(Brief) Render every entry exactly as it appears.

═════ Data listing

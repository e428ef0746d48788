//! Header validation.
//!
//! Two layers. [`check_segment`] is purely structural: hashes match their
//! contents and each header links to the one before it. [`HeaderValidator`]
//! is the consensus check of one header against its parent. The default
//! implementation, [`DifficultyValidator`], enforces increasing timestamps
//! and the exact difficulty from the calculator; proof-of-work sealing is
//! trusted.

use std::fmt;

use super::difficulty::DifficultyCalculator;
use crate::storage::{short_hash, Difficulty, Hash, Header};

#[derive(Debug, Clone, PartialEq, Eq, thiserror::Error)]
pub enum ValidationError {
    #[error("header #{number} hash does not match its contents")]
    HashMismatch { number: u64 },

    #[error("header #{number} parent {} does not match previous header {}", short_hash(.parent_hash), short_hash(.expected))]
    BrokenLink {
        number: u64,
        parent_hash: Hash,
        expected: Hash,
    },

    #[error("non-sequential header: expected #{expected}, got #{got}")]
    NonSequential { expected: u64, got: u64 },

    #[error("header #{number} timestamp {timestamp} not after parent timestamp {parent_timestamp}")]
    TimestampNotIncreasing {
        number: u64,
        timestamp: u64,
        parent_timestamp: u64,
    },

    #[error("header #{number} difficulty {got}, expected {expected}")]
    DifficultyMismatch {
        number: u64,
        expected: Difficulty,
        got: Difficulty,
    },
}

/// Consensus validation of a header against its parent.
pub trait HeaderValidator: Send + Sync + fmt::Debug {
    fn validate(&self, parent: &Header, header: &Header) -> Result<(), ValidationError>;
}

/// Check that every header hashes correctly and links to its predecessor.
///
/// On failure returns the index of the offending header.
pub fn check_segment(segment: &[Header]) -> Result<(), (usize, ValidationError)> {
    for (index, header) in segment.iter().enumerate() {
        if !header.verify_hash() {
            return Err((index, ValidationError::HashMismatch { number: header.number }));
        }
        if index == 0 {
            continue;
        }
        let previous = &segment[index - 1];
        check_link(previous, header).map_err(|err| (index, err))?;
    }
    Ok(())
}

fn check_link(parent: &Header, header: &Header) -> Result<(), ValidationError> {
    // A parent at u64::MAX has no valid child.
    if parent.number.checked_add(1) != Some(header.number) {
        return Err(ValidationError::NonSequential {
            expected: parent.number.saturating_add(1),
            got: header.number,
        });
    }
    if header.parent_hash != parent.hash {
        return Err(ValidationError::BrokenLink {
            number: header.number,
            parent_hash: header.parent_hash,
            expected: parent.hash,
        });
    }
    Ok(())
}

// ---------------------------------------------------------------------------
// DifficultyValidator
// ---------------------------------------------------------------------------

#[derive(Debug, Clone, Copy, Default)]
pub struct DifficultyValidator {
    calculator: DifficultyCalculator,
}

impl DifficultyValidator {
    pub fn new(calculator: DifficultyCalculator) -> Self {
        Self { calculator }
    }
}

impl HeaderValidator for DifficultyValidator {
    fn validate(&self, parent: &Header, header: &Header) -> Result<(), ValidationError> {
        check_link(parent, header)?;

        if header.timestamp <= parent.timestamp {
            return Err(ValidationError::TimestampNotIncreasing {
                number: header.number,
                timestamp: header.timestamp,
                parent_timestamp: parent.timestamp,
            });
        }

        let expected = self.calculator.calculate(parent, header.timestamp);
        if header.difficulty != expected {
            return Err(ValidationError::DifficultyMismatch {
                number: header.number,
                expected,
                got: header.difficulty,
            });
        }
        Ok(())
    }
}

══════════

(Written solution)
repository e428ef0746d48788
//! Header validation.
//!
//! Two layers. [`check_segment`] is purely structural: hashes match their
//! contents and each header links to the one before it. [`HeaderValidator`]
//! is the consensus check of one header against its parent. The default
//! implementation, [`DifficultyValidator`], enforces increasing timestamps
//! and the exact difficulty from the calculator; proof-of-work sealing is
//! trusted.

use std::fmt;

use super::difficulty::DifficultyCalculator;
use crate::storage::{short_hash, Difficulty, Hash, Header};

#[derive(Debug, Clone, PartialEq, Eq, thiserror::Error)]
pub enum ValidationError {
    #[error("header #{number} hash does not match its contents")]
    HashMismatch { number: u64 },

    #[error("header #{number} parent {} does not match previous header {}", short_hash(.parent_hash), short_hash(.expected))]
    BrokenLink {
        number: u64,
        parent_hash: Hash,
        expected: Hash,
    },

    #[error("non-sequential header: expected #{expected}, got #{got}")]
    NonSequential { expected: u64, got: u64 },

    #[error("header #{number} timestamp {timestamp} not after parent timestamp {parent_timestamp}")]
    TimestampNotIncreasing {
        number: u64,
        timestamp: u64,
        parent_timestamp: u64,
    },

    #[error("header #{number} difficulty {got}, expected {expected}")]
    DifficultyMismatch {
        number: u64,
        expected: Difficulty,
        got: Difficulty,
    },
}

/// Consensus validation of a header against its parent.
pub trait HeaderValidator: Send + Sync + fmt::Debug {
    fn validate(&self, parent: &Header, header: &Header) -> Result<(), ValidationError>;
}

/// Check that every header hashes correctly and links to its predecessor.
///
/// On failure returns the index of the offending header.
pub fn check_segment(segment: &[Header]) -> Result<(), (usize, ValidationError)> {
    for (index, header) in segment.iter().enumerate() {
        if !header.verify_hash() {
            return Err((index, ValidationError::HashMismatch { number: header.number }));
        }
        if index == 0 {
            continue;
        }
        let previous = &segment[index - 1];
        check_link(previous, header).map_err(|err| (index, err))?;
    }
    Ok(())
}

fn check_link(parent: &Header, header: &Header) -> Result<(), ValidationError> {
    // A parent at u64::MAX has no valid child.
    if parent.number.checked_add(1) != Some(header.number) {
        return Err(ValidationError::NonSequential {
            expected: parent.number.saturating_add(1),
            got: header.number,
        });
    }
    if header.parent_hash != parent.hash {
        return Err(ValidationError::BrokenLink {
            number: header.number,
            parent_hash: header.parent_hash,
            expected: parent.hash,
        });
    }
    Ok(())
}

// ---------------------------------------------------------------------------
// DifficultyValidator
// ---------------------------------------------------------------------------

#[derive(Debug, Clone, Copy, Default)]
pub struct DifficultyValidator {
    calculator: DifficultyCalculator,
}

impl DifficultyValidator {
    pub fn new(calculator: DifficultyCalculator) -> Self {
        Self { calculator }
    }
}

impl HeaderValidator for DifficultyValidator {
    fn validate(&self, parent: &Header, header: &Header) -> Result<(), ValidationError> {
        check_link(parent, header)?;

        if header.timestamp <= parent.timestamp {
            return Err(ValidationError::TimestampNotIncreasing {
                number: header.number,
                timestamp: header.timestamp,
                parent_timestamp: parent.timestamp,
            });
        }

        let expected = self.calculator.calculate(parent, header.timestamp);
        if header.difficulty != expected {
            return Err(ValidationError::DifficultyMismatch {
                number: header.number,
                expected,
                got: header.difficulty,
            });
        }
        Ok(())
    }
}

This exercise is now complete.